Rethinking and ReframingStatements & Advisories

This morning, Tim Eyman sent out an email which claims that the Washington State Legislature has “recently imposed $24 billion in higher taxes”.

Don’t be fooled: These and other figures Eyman included in his email are misleading numbers that do not belong in anyone’s reporting.

The statistics Eyman sent are derived from the ten year projections that a Tim Eyman written law requires the Office of Financial Management to produce.

When Eyman says the numbers came from OFM, what he’s not telling you is that OFM only publishes these ten year revenue projections because they’re required to by self-serving language that Tim Eyman repeatedly put in his initiatives.

Here’s the provision that requires them (RCW 43.135.031):

For any bill introduced in either the house of representatives or the senate that raises taxes as defined by RCW 43.135.034 or increases fees, the office of financial management must expeditiously determine its cost to the taxpayers in its first ten years of imposition, must promptly and without delay report the results of its analysis by public press release via email to each member of the house of representatives, each member of the senate, the news media, and the public, and must post and maintain these releases on its web site. Any ten-year cost projection must include a year-by-year breakdown. For any bill containing more than one revenue source, a ten-year cost projection for each revenue source will be included along with the bill’s total ten-year cost projection. The press release shall include the names of the legislators, and their contact information, who are sponsors and cosponsors of the bill so they can provide information to, and answer questions from, the public.

And here is the page OFM maintains in compliance with that RCW.

According to OFM, there were three hundred and eight bills passed in the 2018 session. Just seventeen were classified as tax or fee bills. See OFM’s session summary page.

Eyman simply loves ten year projections because they have lots of zeroes in them. They’re big numbers. Take Eyman’s number for 2018… $13,384,000. That is the amount of revenue that Senate Bill 6269 (see text) was projected to generate over a ten year time period. In 2018, the amount of revenue generated was only $280,000. For 2019, the oil spill response tax authorized by Senate Bill 6269 is forecast to generate $1.37 million.

Anyone can play the game Eyman is playing here. It’s easy. Any amount sounds more impressive when you take it out over ten years.

For example, how much money will you make in the next ten years? Probably a lot more than you’ll make this year or the next two years. How much will your retirement account grow over the next ten years? Probably a lot more than the next one or two years (unless something really bad happens to the markets over the long term).

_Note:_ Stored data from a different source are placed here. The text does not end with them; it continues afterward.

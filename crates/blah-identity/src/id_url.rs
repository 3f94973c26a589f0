//! ID URLs and identity discovery.
//!
//! An ID URL is an `https` origin with nothing after it: no path, no
//! trailing slash, no query, no fragment and no userinfo. An identity
//! publishes its description at `<ID URL>/.well-known/blah/identity.json`.

use std::fmt;

use serde::{Deserialize, Serialize};
use url::Url;

use crate::error::{IdentityError, Result};

/// Path of the identity description under an ID URL.
pub const IDENTITY_DESCRIPTION_PATH: &str = "/.well-known/blah/identity.json";

/// Check whether a string is a well-formed ID URL.
pub fn validate_id_url_format(s: &str) -> bool {
    let Ok(url) = Url::parse(s) else {
        return false;
    };

    url.scheme() == "https"
        && url.path() == "/"
        && !s.ends_with('/')
        && url.query().is_none()
        && url.fragment().is_none()
        && url.username().is_empty()
        && url.password().is_none()
}

/// Build the URL of the identity description published under `id_url`.
pub fn identity_description_url(id_url: &str) -> Result<Url> {
    if !validate_id_url_format(id_url) {
        return Err(IdentityError::InvalidIdUrl(id_url.to_string()));
    }
    let mut url = Url::parse(id_url).map_err(|e| IdentityError::InvalidIdUrl(e.to_string()))?;
    url.set_path(IDENTITY_DESCRIPTION_PATH);
    Ok(url)
}

/// A validated ID URL. Keeps the string exactly as given so that signed
/// profiles re-serialize byte for byte.
#[derive(Debug, Clone, PartialEq, Eq, Hash, Serialize, Deserialize)]
#[serde(try_from = "String", into = "String")]
pub struct IdUrl(String);

impl IdUrl {
    pub fn parse(s: impl Into<String>) -> Result<Self> {
        Self::try_from(s.into())
    }

    pub fn as_str(&self) -> &str {
        &self.0
    }

    /// Where this identity's description is published.
    pub fn description_url(&self) -> Result<Url> {
        identity_description_url(&self.0)
    }
}

impl TryFrom<String> for IdUrl {
    type Error = IdentityError;

    fn try_from(s: String) -> Result<Self> {
        if validate_id_url_format(&s) {
            Ok(Self(s))
        } else {
            Err(IdentityError::InvalidIdUrl(s))
        }
    }
}

impl From<IdUrl> for String {
    fn from(url: IdUrl) -> Self {
        url.0
    }
}

impl fmt::Display for IdUrl {
    fn fmt(&self, f: &mut fmt::Formatter<'_>) -> fmt::Result {
        f.write_str(&self.0)
    }
}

Budgets, however, are written for one or two years as opposed to ten years. Taxes are collected at the time of sale, or monthly, or quarterly, or annually, or bi-annually… not in ten year increments. Attempting to look ahead ten years (or further) can be useful as a planning or thought exercise, but that is not what Eyman is doing here. Instead, he is trying to deceive the public and press with misleading statistics.

Eyman has no interest in sound governance or long range planning. His objective has always been to wreck government so it can’t work the way it’s supposed to. He is a destroyer, not a builder.

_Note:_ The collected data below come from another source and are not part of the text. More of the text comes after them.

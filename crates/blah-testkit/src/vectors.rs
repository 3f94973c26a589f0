//! Golden test vectors for deterministic verification.
//!
//! Canonical vectors pin the exact byte form every implementation must
//! produce. Signing vectors fix the key, nonce and timestamp so the signee
//! bytes and the (deterministic) Ed25519 signature are reproducible.

use blah_core::{canonical_bytes, canonicalize, KeyPair, SignedPayload, Signee, VerifyOptions};
use serde_json::Value;

/// A canonicalization vector: JSON input and its expected canonical text.
#[derive(Debug, Clone)]
pub struct CanonicalVector {
    pub name: &'static str,
    pub input: &'static str,
    pub expected: &'static str,
}

/// All canonicalization vectors.
pub fn canonical_vectors() -> Vec<CanonicalVector> {
    vec![
        CanonicalVector {
            name: "scalars",
            input: r#"[null, true, false, 0, -1, 1.5, "s"]"#,
            expected: r#"[null,true,false,0,-1,1.5,"s"]"#,
        },
        CanonicalVector {
            name: "object keys sorted",
            input: r#"{ "b": 2, "a": 1, "c": { "z": 0, "y": [] } }"#,
            expected: r#"{"a":1,"b":2,"c":{"y":[],"z":0}}"#,
        },
        CanonicalVector {
            name: "signee field order",
            input: r#"{ "signee": { "timestamp": 1, "nonce": 2, "payload": {}, "id_key": "i", "act_key": "a" }, "sig": "" }"#,
            expected: r#"{"sig":"","signee":{"act_key":"a","id_key":"i","nonce":2,"payload":{},"timestamp":1}}"#,
        },
        CanonicalVector {
            name: "uppercase sorts first",
            input: r#"{ "a": 1, "B": 2, "_": 3 }"#,
            expected: r#"{"B":2,"_":3,"a":1}"#,
        },
        CanonicalVector {
            name: "escapes",
            input: r#"{ "k": "line\nbreak \"quoted\" \\ \u0007" }"#,
            expected: r#"{"k":"line\nbreak \"quoted\" \\ \u0007"}"#,
        },
        CanonicalVector {
            name: "exponent floats",
            input: r#"[1e21, 1e-7, 2.5e-8, 100.0, 0.000001]"#,
            expected: r#"[1e+21,1e-7,2.5e-8,100,0.000001]"#,
        },
        CanonicalVector {
            name: "unicode kept verbatim",
            input: r#"{ "名前": "Shibo Lyu", "emoji": "🧧" }"#,
            expected: r#"{"emoji":"🧧","名前":"Shibo Lyu"}"#,
        },
    ]
}

/// A signing vector with every random input fixed.
#[derive(Debug, Clone)]
pub struct SigningVector {
    pub name: &'static str,
    /// Seed of the signing (act) key.
    pub seed: [u8; 32],
    /// Seed of the identity key, if signing on behalf of another key.
    pub id_seed: Option<[u8; 32]>,
    pub nonce: u32,
    pub timestamp: i64,
    /// Payload as JSON text.
    pub payload: &'static str,
}

/// All signing vectors.
pub fn signing_vectors() -> Vec<SigningVector> {
    vec![
        SigningVector {
            name: "self-signed text",
            seed: [0x42; 32],
            id_seed: None,
            nonce: 0,
            timestamp: 1_736_870_400,
            payload: r#"{"typ":"chat","text":"hello"}"#,
        },
        SigningVector {
            name: "delegated profile",
            seed: [0x02; 32],
            id_seed: Some([0x01; 32]),
            nonce: 0x7FFF_FFFF,
            timestamp: 1_700_000_000,
            payload: r#"{"typ":"profile","preferred_chat_server_urls":[],"id_urls":["https://localhost"],"name":"Shibo Lyu"}"#,
        },
        SigningVector {
            name: "empty payload",
            seed: [0x00; 32],
            id_seed: None,
            nonce: u32::MAX,
            timestamp: 0,
            payload: "{}",
        },
    ]
}

/// Build the signed payload described by a vector.
pub fn signed_from_vector(vector: &SigningVector) -> SignedPayload<Value> {
    let key_pair = KeyPair::from_seed(&vector.seed);
    let id_key = vector
        .id_seed
        .map(|seed| KeyPair::from_seed(&seed).id().to_string())
        .unwrap_or_else(|| key_pair.id().to_string());

    let signee = Signee {
        nonce: vector.nonce,
        payload: serde_json::from_str(vector.payload).expect("vector payload is valid JSON"),
        timestamp: vector.timestamp,
        id_key,
        act_key: key_pair.id().to_string(),
    };
    let bytes = canonical_bytes(&signee).expect("vector payload is canonical");

    SignedPayload {
        sig: hex::encode(key_pair.sign_raw(&bytes)),
        signee,
    }
}

/// The canonical signee text a vector must produce.
pub fn expected_signee_text(vector: &SigningVector) -> String {
    let signed = signed_from_vector(vector);
    let payload: Value = serde_json::from_str(vector.payload).expect("vector payload is valid JSON");
    format!(
        r#"{{"act_key":"{}","id_key":"{}","nonce":{},"payload":{},"timestamp":{}}}"#,
        signed.signee.act_key,
        signed.signee.id_key,
        vector.nonce,
        blah_core::canonicalize_value(&payload),
        vector.timestamp,
    )
}

/// Check every vector. Returns `(name, passed, detail)` per vector.
pub fn verify_all_vectors() -> Vec<(String, bool, String)> {
    let mut results = Vec::new();

    for v in canonical_vectors() {
        let outcome = serde_json::from_str::<Value>(v.input)
            .map_err(|e| e.to_string())
            .and_then(|value| canonicalize(&value).map_err(|e| e.to_string()));
        match outcome {
            Ok(text) if text == v.expected => results.push((v.name.to_string(), true, text)),
            Ok(text) => results.push((v.name.to_string(), false, format!("got {text}"))),
            Err(e) => results.push((v.name.to_string(), false, e)),
        }
    }

    for v in signing_vectors() {
        let signed = signed_from_vector(&v);
        let public = KeyPair::from_seed(&v.seed).public_key().clone();
        let options = VerifyOptions {
            identity_key_id: Some(signed.signee.id_key.clone()),
            pow_difficulty: None,
        };
        match public.verify_payload(&signed, &options) {
            Ok(_) => results.push((v.name.to_string(), true, signed.sig.clone())),
            Err(e) => results.push((v.name.to_string(), false, e.to_string())),
        }
    }

    results
}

There has never been a Tim Eyman initiative to address homelessness, clean up Puget Sound, spur economic development development in rural communities, or anything else worth doing to improve our state… and there probably never will be, because Tim Eyman is just not interested in strengthening our communities.

Eyman ascribes to the philosophy of Grover Norquist, who told NPR in 2001: “I don’t want to abolish government. I simply want to reduce it to the size where I can drag it into the bathroom and drown it in the bathtub.”


From Tim Eyman’s email this morning:

In early 2013, the state supreme court reversed 20 years of judicial precedent and overturned the voters repeated decision to require the Legislature to pass another tax increase with a 2/3 vote.

What’s happened since then?

  • In 2013, they did 5 tax increases costing us $ 877,500,000.
  • In 2014, they did 2 tax increases costing us $ 26,201,000.
  • In 2015, they did 4 tax increases costing us $ 5,173,000,000.
  • In 2016, they did 2 tax increases costing us $ 2,000,000.
  • In 2017, they did 3 tax increases costing us $17,600,000,000.
  • In 2018, they did 1 tax increase costing us $ 13,384,000.

So WITHOUT the 2/3 rule, those 6 legislative sessions cost the taxpayers $23.692 billion (as calculated by OFM, the state’s budget office).

One final note: the State Supreme Court did not break with precedent when it struck down Eyman’s two-thirds scheme for revenue in 2013. Quite the opposite… the Court’s decision was entirely in keeping with its prior rulings, like the Gerberding decision. The Washington State Constitution is clear: bills pass the House and Senate by majority vote. Majority means greater than fifty percent: no more, and no less.

A supermajority is not a majority, just as a submajority is not a majority, because in either case, the outcome is in the hands of a few as opposed to the many.

Our Founders understood this, and that’s why they created Article II, Section 22.